** RECORD SET follows **
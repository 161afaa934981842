use std::sync::Arc;

use trellis_core::config::TrellisConfig;
use trellis_server::engine::Engine;
use trellis_server::server;

#[tokio::main]
async fn main() {
    tracing_subscriber::fmt::init();

    let config_path = std::env::args().nth(1);
    let config = match TrellisConfig::load(config_path.as_deref()) {
        Ok(config) => config,
        Err(e) => {
            tracing::error!("Configuration error: {}", e);
            std::process::exit(1);
        }
    };

    let addr = format!("{}:{}", config.server.bind_address, config.server.port);
    let engine = Arc::new(Engine::new(config));

    tracing::info!("Trellis server listening on {}", addr);
    server::run_server(engine, &addr).await;
}
//! End-to-end tests for the Trellis TCP server.
//!
//! Each test starts a real server on a random local port, speaks the line
//! protocol over a real socket, and asserts on raw wire lines -- greeting,
//! fragmented delivery, farewells, and the inactivity timeout included.

use std::net::SocketAddr;
use std::sync::Arc;
use std::time::{Duration, Instant};

use tokio::io::{AsyncBufReadExt, AsyncWriteExt, BufReader};
use tokio::net::tcp::{OwnedReadHalf, OwnedWriteHalf};
use tokio::net::{TcpListener, TcpStream};

use trellis_core::config::TrellisConfig;
use trellis_server::engine::Engine;
use trellis_server::server;

// ---- Test server ----

struct TestServer {
    addr: SocketAddr,
    handle: tokio::task::JoinHandle<()>,
}

impl TestServer {
    async fn start() -> Self {
        Self::start_with_config(TrellisConfig::default()).await
    }

    async fn start_with_config(config: TrellisConfig) -> Self {
        let engine = Arc::new(Engine::new(config));
        let listener = TcpListener::bind("127.0.0.1:0").await.unwrap();
        let addr = listener.local_addr().unwrap();
        let handle = tokio::spawn(async move {
            server::serve(engine, listener).await;
        });
        TestServer { addr, handle }
    }
}

impl Drop for TestServer {
    fn drop(&mut self) {
        self.handle.abort();
    }
}

// ---- Test client ----

struct TestClient {
    reader: BufReader<OwnedReadHalf>,
    writer: OwnedWriteHalf,
}

impl TestClient {
    /// Connect and consume the server greeting, returning it.
    async fn connect(addr: SocketAddr) -> (Self, String) {
        let stream = TcpStream::connect(addr).await.unwrap();
        let (read, write) = stream.into_split();
        let mut client = TestClient {
            reader: BufReader::new(read),
            writer: write,
        };
        let greeting = client.recv().await;
        (client, greeting)
    }

    async fn send_raw(&mut self, bytes: &[u8]) {
        self.writer.write_all(bytes).await.unwrap();
    }

    async fn recv(&mut self) -> String {
        match self.recv_opt().await {
            Some(line) => line,
            None => panic!("connection closed while expecting a line"),
        }
    }

    /// Next line, or `None` on clean EOF.
    async fn recv_opt(&mut self) -> Option<String> {
        let mut line = String::new();
        let n = self.reader.read_line(&mut line).await.unwrap();
        if n == 0 {
            None
        } else {
            Some(line.trim_end_matches('\n').to_string())
        }
    }

    async fn roundtrip(&mut self, line: &str) -> String {
        self.send_raw(format!("{line}\n").as_bytes()).await;
        self.recv().await
    }
}

// ---- Session lifecycle ----

#[tokio::test]
async fn test_greeting_carries_session_id() {
    let server = TestServer::start().await;
    let (_client, greeting) = TestClient::connect(server.addr).await;
    assert!(greeting.starts_with("HI, I AM "));
    assert!(greeting.len() > "HI, I AM ".len());

    // A second connection gets its own session id.
    let (_client2, greeting2) = TestClient::connect(server.addr).await;
    assert_ne!(greeting, greeting2);
}

#[tokio::test]
async fn test_name_exchange() {
    let server = TestServer::start().await;
    let (mut client, _) = TestClient::connect(server.addr).await;
    assert_eq!(client.roundtrip("HI, I AM tester").await, "HI tester");
}

#[tokio::test]
async fn test_bye_farewell_closes_connection() {
    let server = TestServer::start().await;
    let (mut client, _) = TestClient::connect(server.addr).await;
    client.roundtrip("HI, I AM bob").await;

    let farewell = client.roundtrip("BYE MATE!").await;
    assert!(farewell.starts_with("BYE bob, WE SPOKE FOR "));
    assert!(farewell.ends_with(" MS"));
    assert_eq!(client.recv_opt().await, None);
}

#[tokio::test]
async fn test_bye_without_declared_name() {
    let server = TestServer::start().await;
    let (mut client, _) = TestClient::connect(server.addr).await;
    let farewell = client.roundtrip("BYE MATE!").await;
    assert!(farewell.starts_with("BYE , WE SPOKE FOR "));
}

#[tokio::test]
async fn test_idle_timeout_sends_exactly_one_farewell() {
    let mut config = TrellisConfig::default();
    config.session.idle_timeout_ms = 200;
    let server = TestServer::start_with_config(config).await;

    let connected_at = Instant::now();
    let (mut client, _) = TestClient::connect(server.addr).await;

    // Say nothing and wait for the server to give up on us.
    let farewell = client.recv().await;
    let elapsed = connected_at.elapsed();
    assert!(farewell.starts_with("BYE , WE SPOKE FOR "));
    assert!(
        elapsed >= Duration::from_millis(150),
        "farewell arrived too early: {elapsed:?}"
    );
    assert!(
        elapsed < Duration::from_secs(5),
        "farewell arrived too late: {elapsed:?}"
    );

    // One farewell, then the connection is gone.
    assert_eq!(client.recv_opt().await, None);
}

#[tokio::test]
async fn test_activity_defers_the_timeout() {
    let mut config = TrellisConfig::default();
    config.session.idle_timeout_ms = 300;
    let server = TestServer::start_with_config(config).await;
    let (mut client, _) = TestClient::connect(server.addr).await;

    // Keep the session busy past several idle windows.
    for _ in 0..4 {
        tokio::time::sleep(Duration::from_millis(150)).await;
        assert_eq!(client.roundtrip("ADD NODE keepalive").await, "NODE ADDED");
        assert_eq!(client.roundtrip("REMOVE NODE keepalive").await, "NODE REMOVED");
    }
}

// ---- Framing ----

#[tokio::test]
async fn test_fragmented_command_reassembles() {
    let server = TestServer::start().await;
    let (mut client, _) = TestClient::connect(server.addr).await;

    client.send_raw(b"ADD NO").await;
    tokio::time::sleep(Duration::from_millis(50)).await;
    client.send_raw(b"DE X\n").await;
    assert_eq!(client.recv().await, "NODE ADDED");
}

#[tokio::test]
async fn test_multiple_commands_in_one_write() {
    let server = TestServer::start().await;
    let (mut client, _) = TestClient::connect(server.addr).await;

    client.send_raw(b"ADD NODE A\nADD NODE B\nADD EDGE A B 4\n").await;
    assert_eq!(client.recv().await, "NODE ADDED");
    assert_eq!(client.recv().await, "NODE ADDED");
    assert_eq!(client.recv().await, "EDGE ADDED");
}

// ---- Commands over the wire ----

#[tokio::test]
async fn test_full_graph_scenario() {
    let server = TestServer::start().await;
    let (mut client, _) = TestClient::connect(server.addr).await;

    for line in ["ADD NODE A", "ADD NODE B", "ADD NODE C"] {
        assert_eq!(client.roundtrip(line).await, "NODE ADDED");
    }
    for line in ["ADD EDGE A B 10", "ADD EDGE B C 5", "ADD EDGE A C 20"] {
        assert_eq!(client.roundtrip(line).await, "EDGE ADDED");
    }

    assert_eq!(client.roundtrip("SHORTEST PATH A C").await, "15");
    assert_eq!(client.roundtrip("CLOSER THAN 16 A").await, "B,C");

    assert_eq!(client.roundtrip("REMOVE EDGE A C").await, "EDGE REMOVED");
    assert_eq!(client.roundtrip("SHORTEST PATH A C").await, "15");
}

#[tokio::test]
async fn test_unrecognized_line_keeps_session_alive() {
    let server = TestServer::start().await;
    let (mut client, _) = TestClient::connect(server.addr).await;

    assert_eq!(
        client.roundtrip("MAKE ME A SANDWICH").await,
        "SORRY, I DID NOT UNDERSTAND THAT"
    );
    assert_eq!(
        client.roundtrip("HI, I AM bad name").await,
        "SORRY, I DID NOT UNDERSTAND THAT"
    );
    assert_eq!(client.roundtrip("ADD NODE A").await, "NODE ADDED");
}

#[tokio::test]
async fn test_error_responses_keep_session_alive() {
    let server = TestServer::start().await;
    let (mut client, _) = TestClient::connect(server.addr).await;

    assert_eq!(
        client.roundtrip("REMOVE NODE ghost").await,
        "ERROR: NODE NOT FOUND"
    );
    client.roundtrip("ADD NODE A").await;
    assert_eq!(
        client.roundtrip("ADD NODE A").await,
        "ERROR: NODE ALREADY EXISTS"
    );

    client.roundtrip("ADD NODE island").await;
    assert_eq!(
        client.roundtrip("SHORTEST PATH A island").await,
        "ERROR: UNREACHABLE"
    );

    assert_eq!(client.roundtrip("SHORTEST PATH A A").await, "0");
}

#[tokio::test]
async fn test_closer_than_empty_result_is_empty_line() {
    let server = TestServer::start().await;
    let (mut client, _) = TestClient::connect(server.addr).await;
    client.roundtrip("ADD NODE A").await;
    assert_eq!(client.roundtrip("CLOSER THAN 10 A").await, "");
}

// ---- Shared state ----

#[tokio::test]
async fn test_graph_is_shared_across_sessions() {
    let server = TestServer::start().await;

    let (mut alice, _) = TestClient::connect(server.addr).await;
    assert_eq!(alice.roundtrip("ADD NODE shared").await, "NODE ADDED");

    let (mut bob, _) = TestClient::connect(server.addr).await;
    assert_eq!(
        bob.roundtrip("ADD NODE shared").await,
        "ERROR: NODE ALREADY EXISTS"
    );
    assert_eq!(bob.roundtrip("REMOVE NODE shared").await, "NODE REMOVED");
    assert_eq!(
        alice.roundtrip("REMOVE NODE shared").await,
        "ERROR: NODE NOT FOUND"
    );
}
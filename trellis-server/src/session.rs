//! Per-connection session handling.
//!
//! Each accepted connection gets its own task running `run_session`:
//! greeting on activation, line reassembly from unaligned reads, command
//! dispatch, and an inactivity timeout that ends the session with an
//! unsolicited farewell. The timeout future is recreated around every
//! read, so exactly one timer is ever outstanding and any received bytes
//! reset it -- a new one is armed only after the buffered commands have
//! been answered.

use std::sync::Arc;
use std::time::{Duration, Instant};

use bytes::BytesMut;
use tokio::io::{AsyncReadExt, AsyncWriteExt};
use tokio::net::TcpStream;
use tokio::time::timeout;
use tokio_util::codec::{Decoder, Encoder};
use uuid::Uuid;

use trellis_core::types::Millis;
use trellis_proto::command::{self, Command};
use trellis_proto::line::LineCodec;

use crate::engine::{CommandResponse, Engine};

/// Convert a `CommandResponse` to its wire line.
fn response_line(resp: CommandResponse) -> String {
    match resp {
        CommandResponse::NodeAdded => "NODE ADDED".to_string(),
        CommandResponse::NodeRemoved => "NODE REMOVED".to_string(),
        CommandResponse::EdgeAdded => "EDGE ADDED".to_string(),
        CommandResponse::EdgeRemoved => "EDGE REMOVED".to_string(),
        CommandResponse::Weight(weight) => weight.to_string(),
        CommandResponse::Unreachable => "ERROR: UNREACHABLE".to_string(),
        CommandResponse::Nodes(names) => command::node_list_line(names),
    }
}

/// Drive one connection from greeting to close.
pub async fn run_session(engine: Arc<Engine>, mut stream: TcpStream) {
    let session_id = Uuid::new_v4().to_string();
    let started = Instant::now();
    let mut client_name = String::new();

    let idle_window = Duration::from_millis(engine.config().session.idle_timeout_ms);
    let mut codec = LineCodec::with_max_line_bytes(engine.config().session.max_line_bytes);
    let mut buffer = BytesMut::with_capacity(1024);

    tracing::info!("Session {} created", session_id);

    if write_line(&mut stream, &mut codec, &command::greeting_line(&session_id))
        .await
        .is_err()
    {
        return;
    }

    'outer: loop {
        let received = match timeout(idle_window, stream.read_buf(&mut buffer)).await {
            // The idle window elapsed with no bytes at all: one farewell,
            // then the connection is force-closed.
            Err(_) => {
                let farewell = command::farewell_line(&client_name, elapsed_ms(started));
                let _ = write_line(&mut stream, &mut codec, &farewell).await;
                tracing::info!("Session {} expired after inactivity", session_id);
                break;
            }
            Ok(Ok(0)) => {
                tracing::debug!("Session {}: client disconnected", session_id);
                break;
            }
            Ok(Ok(n)) => n,
            Ok(Err(e)) => {
                tracing::debug!("Session {}: read failed: {}", session_id, e);
                break;
            }
        };
        tracing::trace!("Session {}: {} bytes received", session_id, received);

        loop {
            let decoded = match codec.decode(&mut buffer) {
                Ok(decoded) => decoded,
                Err(e) => {
                    tracing::warn!("Session {}: framing error: {}", session_id, e);
                    break 'outer;
                }
            };
            let line = match decoded {
                Some(line) => line,
                // Fragment (if any) stays buffered until more bytes arrive.
                None => break,
            };
            tracing::debug!("Session {}: received {:?}", session_id, line);

            match command::parse_line(&line) {
                Command::Greet { name } => {
                    client_name = name.to_string();
                    let reply = command::hi_line(&client_name);
                    if write_line(&mut stream, &mut codec, &reply).await.is_err() {
                        break 'outer;
                    }
                }
                Command::Bye => {
                    let farewell = command::farewell_line(&client_name, elapsed_ms(started));
                    let _ = write_line(&mut stream, &mut codec, &farewell).await;
                    tracing::info!("Session {} closed by client", session_id);
                    break 'outer;
                }
                Command::Unrecognized => {
                    if write_line(&mut stream, &mut codec, command::SORRY)
                        .await
                        .is_err()
                    {
                        break 'outer;
                    }
                }
                graph_command => {
                    let reply = match engine.execute(graph_command) {
                        Ok(resp) => response_line(resp),
                        Err(e) => command::error_line(&e),
                    };
                    if write_line(&mut stream, &mut codec, &reply).await.is_err() {
                        break 'outer;
                    }
                }
            }
        }
    }
}

fn elapsed_ms(started: Instant) -> Millis {
    started.elapsed().as_millis() as Millis
}

async fn write_line(
    stream: &mut TcpStream,
    codec: &mut LineCodec,
    line: &str,
) -> std::io::Result<()> {
    let mut out = BytesMut::with_capacity(line.len() + 1);
    codec.encode(line, &mut out)?;
    stream.write_all(&out).await
}
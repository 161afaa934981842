use clap::Parser;
use futures::{SinkExt, StreamExt};
use rustyline::error::ReadlineError;
use rustyline::DefaultEditor;
use tokio::net::TcpStream;
use tokio_util::codec::Framed;

use trellis_proto::line::LineCodec;

// ---------------------------------------------------------------------------
// CLI arguments
// ---------------------------------------------------------------------------

#[derive(Parser)]
#[command(name = "trellis-cli", about = "Interactive CLI for the Trellis graph server")]
struct Cli {
    /// Server host
    #[arg(short = 'H', long, default_value = "127.0.0.1")]
    host: String,

    /// Server port
    #[arg(short, long, default_value_t = 50000)]
    port: u16,

    /// Execute a single command and exit
    #[arg(short, long)]
    command: Option<String>,
}

// ---------------------------------------------------------------------------
// Help text
// ---------------------------------------------------------------------------

const HELP_TEXT: &str = "\
Available commands:
  HI, I AM <name>                - Introduce yourself
  ADD NODE <id>                  - Add a node
  REMOVE NODE <id>               - Remove a node and all its edges
  ADD EDGE <src> <dst> <weight>  - Add a directed weighted edge
  REMOVE EDGE <src> <dst>        - Remove all edges between two nodes
  SHORTEST PATH <src> <dst>      - Shortest distance between two nodes
  CLOSER THAN <weight> <src>     - Nodes strictly closer than a bound
  BYE MATE!                      - End the session
  help                           - Show this help
  quit / exit                    - Exit the CLI";

// ---------------------------------------------------------------------------
// Connection
// ---------------------------------------------------------------------------

/// A connected session: one framed line stream, greeting already consumed.
struct Connection {
    framed: Framed<TcpStream, LineCodec>,
}

impl Connection {
    async fn open(host: &str, port: u16) -> Result<(Self, String), Box<dyn std::error::Error>> {
        let addr = format!("{}:{}", host, port);
        let stream = TcpStream::connect(&addr).await?;
        let mut framed = Framed::new(stream, LineCodec::new());
        let greeting = match framed.next().await {
            Some(Ok(line)) => line,
            Some(Err(e)) => return Err(Box::new(e)),
            None => return Err("connection closed before greeting".into()),
        };
        Ok((Connection { framed }, greeting))
    }

    async fn send(&mut self, line: &str) -> Result<String, Box<dyn std::error::Error>> {
        self.framed.send(line).await?;
        match self.framed.next().await {
            Some(Ok(response)) => Ok(response),
            Some(Err(e)) => Err(Box::new(e)),
            None => Err("connection closed without response".into()),
        }
    }
}

// ---------------------------------------------------------------------------
// Main
// ---------------------------------------------------------------------------

#[tokio::main]
async fn main() {
    let cli = Cli::parse();

    let (mut conn, greeting) = match Connection::open(&cli.host, cli.port).await {
        Ok(opened) => opened,
        Err(e) => {
            eprintln!("Error: failed to connect to {}:{}: {}", cli.host, cli.port, e);
            std::process::exit(1);
        }
    };

    // Single-command mode: execute and exit.
    if let Some(ref cmd) = cli.command {
        match conn.send(cmd).await {
            Ok(output) => println!("{}", output),
            Err(e) => {
                eprintln!("Error: {}", e);
                std::process::exit(1);
            }
        }
        return;
    }

    // Interactive REPL mode.
    println!("{}", greeting);
    println!(
        "trellis-cli — connected to {}:{} (type 'help' for commands, 'quit' to exit)",
        cli.host, cli.port
    );

    let mut rl = match DefaultEditor::new() {
        Ok(editor) => editor,
        Err(e) => {
            eprintln!("Failed to initialize readline: {}", e);
            std::process::exit(1);
        }
    };

    loop {
        match rl.readline("trellis> ") {
            Ok(line) => {
                let trimmed = line.trim();
                if trimmed.is_empty() {
                    continue;
                }

                let _ = rl.add_history_entry(trimmed);

                let lower = trimmed.to_lowercase();
                if lower == "quit" || lower == "exit" {
                    println!("Bye!");
                    break;
                }
                if lower == "help" {
                    println!("{}", HELP_TEXT);
                    continue;
                }

                match conn.send(trimmed).await {
                    Ok(output) => {
                        println!("{}", output);
                        // The server hangs up after a farewell.
                        if trimmed == "BYE MATE!" {
                            break;
                        }
                    }
                    Err(e) => {
                        eprintln!("Error: {}", e);
                        break;
                    }
                }
            }
            Err(ReadlineError::Interrupted) => {
                println!("(Use 'quit' or 'exit' to leave)");
            }
            Err(ReadlineError::Eof) => {
                println!("Bye!");
                break;
            }
            Err(e) => {
                eprintln!("Readline error: {}", e);
                break;
            }
        }
    }
}
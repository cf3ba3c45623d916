//! Error codes reported to the presentation layer.
//!
//! Add new codes here; never pass ad-hoc strings as error codes.
//! All codes are SCREAMING_SNAKE_CASE.

use core::fmt;

#[derive(Debug, Clone, Copy, PartialEq, Eq, Hash)]
pub enum ErrorCode {
    // Entry validation
    /// Bid/achieved input is not a non-negative integer
    InvalidValue,
    /// Commit attempted with unset entries
    IncompleteEntry,
    /// Bid sum equals the round target
    InvalidBidSet,
    /// Name not on the roster
    UnknownPlayer,

    // Lifecycle
    /// Round lookup outside the schedule
    OutOfRange,
    /// Mutation after the game finished
    GameCompleted,

    // Setup
    InvalidRoster,
    ConfigError,

    // Input
    /// Unrecognized or malformed command line
    InvalidCommand,
}

impl ErrorCode {
    pub const fn as_str(&self) -> &'static str {
        match self {
            Self::InvalidValue => "INVALID_VALUE",
            Self::IncompleteEntry => "INCOMPLETE_ENTRY",
            Self::InvalidBidSet => "INVALID_BID_SET",
            Self::UnknownPlayer => "UNKNOWN_PLAYER",

            Self::OutOfRange => "OUT_OF_RANGE",
            Self::GameCompleted => "GAME_COMPLETED",

            Self::InvalidRoster => "INVALID_ROSTER",
            Self::ConfigError => "CONFIG_ERROR",

            Self::InvalidCommand => "INVALID_COMMAND",
        }
    }
}

impl fmt::Display for ErrorCode {
    fn fmt(&self, f: &mut fmt::Formatter<'_>) -> fmt::Result {
        write!(f, "{}", self.as_str())
    }
}
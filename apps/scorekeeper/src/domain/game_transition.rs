// apps/scorekeeper/src/domain/game_transition.rs

use serde::{Deserialize, Serialize};

use crate::domain::bidding::BidVerdict;
use crate::domain::state::GameState;

/// The parts of a game state that transitions are derived from.
#[derive(Debug, Clone, Copy, PartialEq, Eq)]
pub struct GameLifecycleView {
    pub round_index: usize,
    pub completed: bool,
    pub bid_verdict: BidVerdict,
}

impl GameLifecycleView {
    pub fn of(state: &GameState) -> Self {
        Self {
            round_index: state.current_round(),
            completed: state.is_complete(),
            bid_verdict: state.bid_verdict(),
        }
    }
}

#[derive(Debug, Clone, PartialEq, Eq, Serialize, Deserialize)]
#[serde(tag = "type", rename_all = "snake_case")]
pub enum GameTransition {
    /// Edge-triggered: the round with this index was scored.
    RoundCommitted { round_index: usize },

    /// Edge-triggered: the full bid set now sums to the target.
    BidSetBecameInvalid { target: u8, sum: u32 },

    /// Edge-triggered: a previously invalid bid set is acceptable again.
    BidSetBecameValid,

    /// Edge-triggered: InProgress -> Completed
    GameCompleted,

    /// Explicit: the game was thrown away and restarted from round 0.
    /// Never derived from a state diff; only `GameStore::reset` emits it.
    GameReset,
}

/// Derive transitions from before/after lifecycle views.
pub fn derive_game_transitions(
    before: &GameLifecycleView,
    after: &GameLifecycleView,
) -> Vec<GameTransition> {
    let mut transitions = Vec::new();

    // 1. Rounds scored (one per index advanced)
    for round_index in before.round_index..after.round_index {
        transitions.push(GameTransition::RoundCommitted { round_index });
    }

    // 2. Live bid warning flips
    let was_invalid = matches!(before.bid_verdict, BidVerdict::Invalid { .. });
    match (was_invalid, after.bid_verdict) {
        (false, BidVerdict::Invalid { target, sum }) => {
            transitions.push(GameTransition::BidSetBecameInvalid { target, sum });
        }
        (true, BidVerdict::Valid | BidVerdict::Incomplete) => {
            transitions.push(GameTransition::BidSetBecameValid);
        }
        _ => {}
    }

    // 3. Game End (!Completed -> Completed)
    if !before.completed && after.completed {
        transitions.push(GameTransition::GameCompleted);
    }

    transitions
}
** End of RECORD SET **
◆ YOUR GOAL
For the word "serde", find all matching lines in the entries above and copy them out.

◆ ANSWER SECTION
use serde::{Deserialize, Serialize};
#[serde(tag = "type", rename_all = "snake_case")]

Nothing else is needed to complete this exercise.